There are different stages of the disease. Below is a description of these stages.

  1. Gingivitis - At this stage, there is no detectable bone loss, but soft tissue is inflamed; there is gum tenderness when being cleaned and gums may bleed easily. Gingivitis occurs when home care is inadequate, when dental cleaning visits are infrequent, or when stress allows bacteria to take hold in the mouth. Improved home care and more frequent dental visits will generally clear up this condition. If a patient has this condition, we would advise to have teeth cleaned at three month intervals until the condition is eliminated. We may also prescribe an antimicrobial rinse for use at home and may use an antimicrobial solution during a dental cleaning to reduce the bacterial populations.
  2. Isolated Areas of Infection - This stage may include some bone loss. At this stage, it is important for the patient to be particularly careful in keeping these areas flossed, and to schedule an additional cleaning in three months to monitor the situation. We may also place an antibiotic powder or gel in the pocket to reduce the bacterial population.
  3. Moderate Periodontal Disease There is some generalized bone loss at this stage, less than six millimeters. At this point it appears that the bone loss is not too severe and the disease is treatable with periodontal scaling, antimicrobial treatment, and careful home care. A patient at this stage must have his or her teeth scaled and then follow up with antimicrobial irrigation administered at this office every three months. We may also use an antibiotic powder or gel to reduce pocket depths. At this stage, periodontal disease does not go away, it can only be controlled to keep it from advancing.
  4. Advanced Periodontal Disease, Isolated Deep Pockets At this stage there are isolated pockets, with some bone loss greater than six millimeters. With advanced disease, we may not be able to remove the hardened calculus and toxins without surgery. The treatment at this stage is periodontal scaling to eliminate as much calculus as possible and possible placement of an antibiotic powder or gel in the worst pocket areas. Periodontal surgery may be indicated as well. Surgical procedures are designed to specifically remove diseased tissue. After treatment, we follow up in six weeks to determine future needs.
  5. Advanced Periodontal Disease, Widespread When periodontal disease becomes advanced, there can be widespread bone loss, greater than six millimeters. The disease at this stage is a serious infection, and can lead to tooth loss and affect overall health. There are new chemotherapeutic treatment modalities that involve the application of bactericidal agents in custom fitted oral trays that is showing promise in the treatment of advanced and stubborn periodontal infections. We may advise referral to a periodontist if the aforementioned treatment modalities are not effective.

Several recent studies have established a link between periodontal disease and systemic diseases such as cardiovascular disease, diabetes, and pregnancy complications. Periodontal disease bacteria have been shown in some studies to increase the presence of C reactive protein and other mediators of inflammation.
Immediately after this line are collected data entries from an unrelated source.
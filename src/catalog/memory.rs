// Memory catalog, a scriptable in-memory photo library

use super::{AssetCatalog, ThumbnailDelivery};
use crate::domain::{sort_newest_first, AuthorizationState, CandidateFilter, MediaId, MediaItem};
use crate::error::{Result, SweepError};
use crate::preview::{Thumbnail, ThumbnailSize};
use async_trait::async_trait;
use std::collections::HashMap;
use std::sync::{Mutex, MutexGuard, PoisonError};
use std::time::Duration;
use tokio::sync::mpsc;

/// Scripted thumbnail deliveries for one item: each is sent after its delay
pub type ThumbnailScript = Vec<(Duration, ThumbnailDelivery)>;

#[derive(Debug)]
struct LibraryEntry {
    item: MediaItem,
    is_screenshot: bool,
}

#[derive(Debug)]
struct State {
    entries: Vec<LibraryEntry>,
    authorization: AuthorizationState,
    /// What `request_authorization` resolves to when access is undecided
    prompt_answer: AuthorizationState,
    delete_failure: Option<String>,
    delete_calls: Vec<Vec<MediaId>>,
    thumbnail_scripts: HashMap<MediaId, ThumbnailScript>,
    thumbnail_requests: HashMap<MediaId, usize>,
}

/// In-memory photo library.
///
/// Records every batch delete and can be scripted to deny access, fail
/// deletes, or deliver thumbnails with arbitrary timing.
#[derive(Debug)]
pub struct MemoryCatalog {
    state: Mutex<State>,
}

impl MemoryCatalog {
    pub fn new() -> Self {
        Self {
            state: Mutex::new(State {
                entries: Vec::new(),
                authorization: AuthorizationState::Authorized,
                prompt_answer: AuthorizationState::Authorized,
                delete_failure: None,
                delete_calls: Vec::new(),
                thumbnail_scripts: HashMap::new(),
                thumbnail_requests: HashMap::new(),
            }),
        }
    }

    /// A library whose items are all screenshots
    pub fn with_items(items: Vec<MediaItem>) -> Self {
        let catalog = Self::new();
        for item in items {
            catalog.add_screenshot(item);
        }
        catalog
    }

    pub fn add_screenshot(&self, item: MediaItem) {
        self.lock().entries.push(LibraryEntry {
            item,
            is_screenshot: true,
        });
    }

    /// Adds an image that only shows up with [`CandidateFilter::AllImages`]
    pub fn add_photo(&self, item: MediaItem) {
        self.lock().entries.push(LibraryEntry {
            item,
            is_screenshot: false,
        });
    }

    /// Everything still in the library, in insertion order
    pub fn items(&self) -> Vec<MediaItem> {
        self.lock().entries.iter().map(|e| e.item.clone()).collect()
    }

    pub fn set_authorization(&self, state: AuthorizationState) {
        self.lock().authorization = state;
    }

    pub fn set_prompt_answer(&self, state: AuthorizationState) {
        self.lock().prompt_answer = state;
    }

    /// Makes every following batch delete fail with `reason`
    pub fn fail_deletes(&self, reason: impl Into<String>) {
        self.lock().delete_failure = Some(reason.into());
    }

    pub fn allow_deletes(&self) {
        self.lock().delete_failure = None;
    }

    /// Ids passed to each batch delete call, in call order
    pub fn delete_calls(&self) -> Vec<Vec<MediaId>> {
        self.lock().delete_calls.clone()
    }

    pub fn script_thumbnail(&self, id: impl Into<MediaId>, script: ThumbnailScript) {
        self.lock().thumbnail_scripts.insert(id.into(), script);
    }

    pub fn thumbnail_requests(&self, id: &MediaId) -> usize {
        self.lock().thumbnail_requests.get(id).copied().unwrap_or(0)
    }

    fn lock(&self) -> MutexGuard<'_, State> {
        self.state.lock().unwrap_or_else(PoisonError::into_inner)
    }
}

impl Default for MemoryCatalog {
    fn default() -> Self {
        Self::new()
    }
}

#[async_trait]
impl AssetCatalog for MemoryCatalog {
    fn authorization(&self) -> AuthorizationState {
        self.lock().authorization
    }

    async fn request_authorization(&self) -> AuthorizationState {
        let mut state = self.lock();
        if state.authorization == AuthorizationState::NotDetermined {
            state.authorization = state.prompt_answer;
        }
        state.authorization
    }

    async fn list_candidates(
        &self,
        filter: CandidateFilter,
        limit: usize,
    ) -> Result<Vec<MediaItem>> {
        let state = self.lock();
        if !state.authorization.grants_access() {
            return Err(SweepError::AdapterUnavailable(format!(
                "Library access is {:?}",
                state.authorization
            )));
        }

        let mut items: Vec<MediaItem> = state
            .entries
            .iter()
            .filter(|e| filter == CandidateFilter::AllImages || e.is_screenshot)
            .map(|e| e.item.clone())
            .collect();
        sort_newest_first(&mut items);
        items.truncate(limit);
        Ok(items)
    }

    fn request_thumbnail(
        &self,
        item: &MediaItem,
        target: ThumbnailSize,
    ) -> mpsc::Receiver<ThumbnailDelivery> {
        let script = {
            let mut state = self.lock();
            *state.thumbnail_requests.entry(item.id.clone()).or_insert(0) += 1;
            state.thumbnail_scripts.get(&item.id).cloned()
        };

        let script = script.unwrap_or_else(|| {
            vec![(
                Duration::ZERO,
                ThumbnailDelivery::Final(Thumbnail {
                    width: target.width,
                    height: target.height,
                    bytes: item.id.as_str().as_bytes().to_vec(),
                }),
            )]
        });

        let (tx, rx) = mpsc::channel(script.len().max(1));
        tokio::spawn(async move {
            for (delay, delivery) in script {
                if !delay.is_zero() {
                    tokio::time::sleep(delay).await;
                }
                if tx.send(delivery).await.is_err() {
                    return;
                }
            }
        });
        rx
    }

    fn estimated_size(&self, item: &MediaItem) -> u64 {
        self.lock()
            .entries
            .iter()
            .find(|e| e.item.id == item.id)
            .map(|e| e.item.estimated_size_bytes)
            .unwrap_or(0)
    }

    async fn batch_delete(&self, items: &[MediaItem]) -> Result<()> {
        let mut state = self.lock();
        state
            .delete_calls
            .push(items.iter().map(|i| i.id.clone()).collect());

        if let Some(reason) = &state.delete_failure {
            return Err(SweepError::DeleteFailed(reason.clone()));
        }

        if let Some(unknown) = items
            .iter()
            .find(|i| !state.entries.iter().any(|e| e.item.id == i.id))
        {
            return Err(SweepError::DeleteFailed(format!(
                "Unknown item: {}",
                unknown.id
            )));
        }

        state
            .entries
            .retain(|e| !items.iter().any(|i| i.id == e.item.id));
        Ok(())
    }
}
Some recent studies have demonstrated that in patients with cardiovascular disease, endothelial dysfunction, a sign of early pathology in atherosclerosis, was reduced with periodontal treatment for patients with severe periodontitis. Bacteria that are associated with periodontal disease have been found in the carotid artery and there is a correlation between stroke and periodontal disease. Several studies shown that premature birth is a complication of pregnancy associated with periodontal disease. There are also concerns about periodontal conditions affecting surgical procedures such as joint replacement or cardiovascular procedures, and it is not uncommon for surgeons to insist on consultation with the dentist before proceeding with surgery.